Çarşaflı Şalcı Bacının, 1926 senesinin tek parti döneminde 'Şapka Kanununa muhalefetten asılma hikayesi...
Mehmet Şevket Eygi'nin yazısı:
Şehid edilen Şalcı Bacı
YIL 1926... Yer Erzurum... Şehirde gizli bir heyecan var...Bir kadın asılacak... Osmanlılar zamanında kadınlar idam edilmezmiş... Bir meydana bir sehpa kurulmuş... Jandarmalar kadını götürüyorlar... Kadın çarşaflı... O tarihte Anadolu’da bütün Müslüman kadınlar çarşaflıydı... Kadının suçu ne? Yeni çıkartılan Şapka Kanunu’nu tenkit etmiş...
Kadın bohçacılık yapan ve “Şalcı Bacı” adıyla tanınan bir vatandaş.İdam edilmeye götürülürken Erzurum ağzıyla “Kadın şapka giye ki asıla...” diye söyleniyor.
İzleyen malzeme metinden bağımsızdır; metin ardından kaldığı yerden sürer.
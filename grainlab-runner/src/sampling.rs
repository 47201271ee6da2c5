//! Deterministic spot-check sampling.
//!
//! Each check derives its own sub-seed from the master seed and its name via
//! BLAKE3, so a check's sample does not depend on which other checks ran or
//! in which order.

use rand::rngs::StdRng;
use rand::seq::SliceRandom;
use rand::SeedableRng;

/// Sub-seed for one named check.
pub fn sub_seed(master_seed: u64, check_name: &str) -> u64 {
    let mut hasher = blake3::Hasher::new();
    hasher.update(&master_seed.to_le_bytes());
    hasher.update(check_name.as_bytes());
    let hash = hasher.finalize();
    let mut bytes = [0u8; 8];
    bytes.copy_from_slice(&hash.as_bytes()[..8]);
    u64::from_le_bytes(bytes)
}

/// Up to `size` items chosen without replacement, reproducibly.
///
/// Returns every item (in original order) when there are no more than `size`.
pub fn sample<'a, T>(
    items: &'a [T],
    size: usize,
    master_seed: u64,
    check_name: &str,
) -> Vec<&'a T> {
    if items.len() <= size {
        return items.iter().collect();
    }
    let mut rng = StdRng::seed_from_u64(sub_seed(master_seed, check_name));
    items.choose_multiple(&mut rng, size).collect()
}

#[cfg(test)]
mod tests {
    use super::*;

    #[test]
    fn same_seed_same_sample() {
        let items: Vec<u32> = (0..100).collect();
        let a = sample(&items, 10, 42, "silver_transformation_accuracy");
        let b = sample(&items, 10, 42, "silver_transformation_accuracy");
        assert_eq!(a, b);
        assert_eq!(a.len(), 10);
    }

    #[test]
    fn checks_draw_independent_samples() {
        assert_ne!(
            sub_seed(42, "bronze_source_spot_check"),
            sub_seed(42, "silver_transformation_accuracy")
        );
    }

    #[test]
    fn small_population_is_returned_whole() {
        let items = [1, 2, 3];
        assert_eq!(sample(&items, 25, 7, "x"), vec![&1, &2, &3]);
    }
}
//! Domain types for the bronze, silver and gold layers.

pub mod record;
pub mod summary;

pub use record::{
    validate_record, BronzeRecord, DailyObservation, QualityField, QualityFields, RawRecord,
};
pub use summary::{
    ClassExports, ClassKey, DestinationRollup, Dimension, FieldStats, QualityKey, QualityStats,
    RollingKey, RollingStat, RollupKey, SummaryKey, WeeklyCommoditySummary,
};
Kadın söyleniyor, kadın sürükleniyor, kadın asılacak...
Jandarmalar ite kaka kadını sehpanın yanına götürüyor. Kara yüzlü cellat orada... Kadının boynuna yağlı ilmeği geçiriyor, ayaklarının altındaki sandalyayı çekiyor. Kadının vücudu titriyor, sallanıyor... Şalcı Bacının gırtlağından ölüm hırıltıları çıkıyor. Acaba o son dakika ve saniyelerinde Kelime-i Şehadet getirebildi mi? İnşaallah getirmiştir. Cellat kadının bacaklarından hızla çekiyor, boyun kemiğini kırıyor. Kadın ölüyor. Cesedi sehpada sabah rüzgarı ile sallanıyor. Titrek bir ezan sesi duyuluyor...
Bu kadının idam hükmünü Çetin Altan’ın dedesi Tatar Hasan Paşa vermiştir. Altan bu konuda şu satırları yazmıştır:
“Dedem Hasan Paşa çok sert bir askerdi. İsmet Paşa topçu okulunda öğrenci iken, Hasan Paşa okul müdürüydü. Sonrası ünlü komutanlar olan o dönemin öğrencileri, anlatıp dururlar Hasan Paşa’nın sertliğini. Bir şapka isyanını bastırmakla görevlendirildiği bir kentte, hızını alamayıp bir de kadın asmıştı. Sanırsam siyasal suçtan ilk asılan kadın odur tarihimizde. Kadın sehpaya çıkmadan önce “Ben bir hatun kişiyim. Şapka ile ne derdim ola ki” demiş galiba. Ben o tarihte henüz doğmamışım. Çok ama çok sonradan öğrendim bunları. Ve inanın ince sızı gibi tatsız bir burukluk kaldı içimde.”
Gazeteci Nimet Arzık, bu olayı duyduğunda bir hikâye yazmış (gerçek hikâye) ve başlığını “Şalcı Bacı Asılmaya Gidiyordu” koymuştur.
Şalcı Bacı’nın asıldığı gün bütün Erzurum ağlamıştı. O dehşet günlerinde açıktan, herkesin önünde hıçkıra hıçkıra ağlamak suçtu. Rejime ve inkılaplara karşı gelmek demekti. Erzurumlular kıyıya kenara çekilmişler ve sessiz sedasız ağlamışlardı. Şalcı Bacı şehid olmuştu. Şalcı Bacı’yı şehid etmişlerdi.
Şapka yüzünden asılan, şehid edilen Müslüman sadece o mazlum kadın değildi. Ülkenin nice yerinde idamlar sergilenmişti. Ulemâdan İskilipli Âtıf Efendi, Babaeski müftüsü ve daha binlerce kişi...
Şalcı Bacı Şapka Kanunu’na muhalefetten asılmıştı. O zavallı bir bohçacı kadındı. Sırtında bohçası, bohçasının içinde kumaşlar, havlular, başörtüleri; evden eve dolaşır, bir iki parça mal satarak ekmek parası çıkartırdı. Kocası var mıydı, çocukları var mıydı? Bilmiyorum. Mutlaka kendisini sevenler, ona acıyanlar vardı. Çok ağladılar ama gözyaşları ölüleri diriltmiyordu.
Şalcı Bacı’yı astılar, sehpada sallanan cesedini bir iki gün, halkı korkutmak, dehşete düşürmek için teşhir ettiler, sonra kaldırıp bir çukura gömdüler.Acaba cenazesi yıkandı, kefenlendi mi, namazı kılındı mı, kendisine rahmet okundu mu?
Şapka Kanunu’na muhalefet eden bir âsiye rahmet dilemek de o devirde büyük suçtu.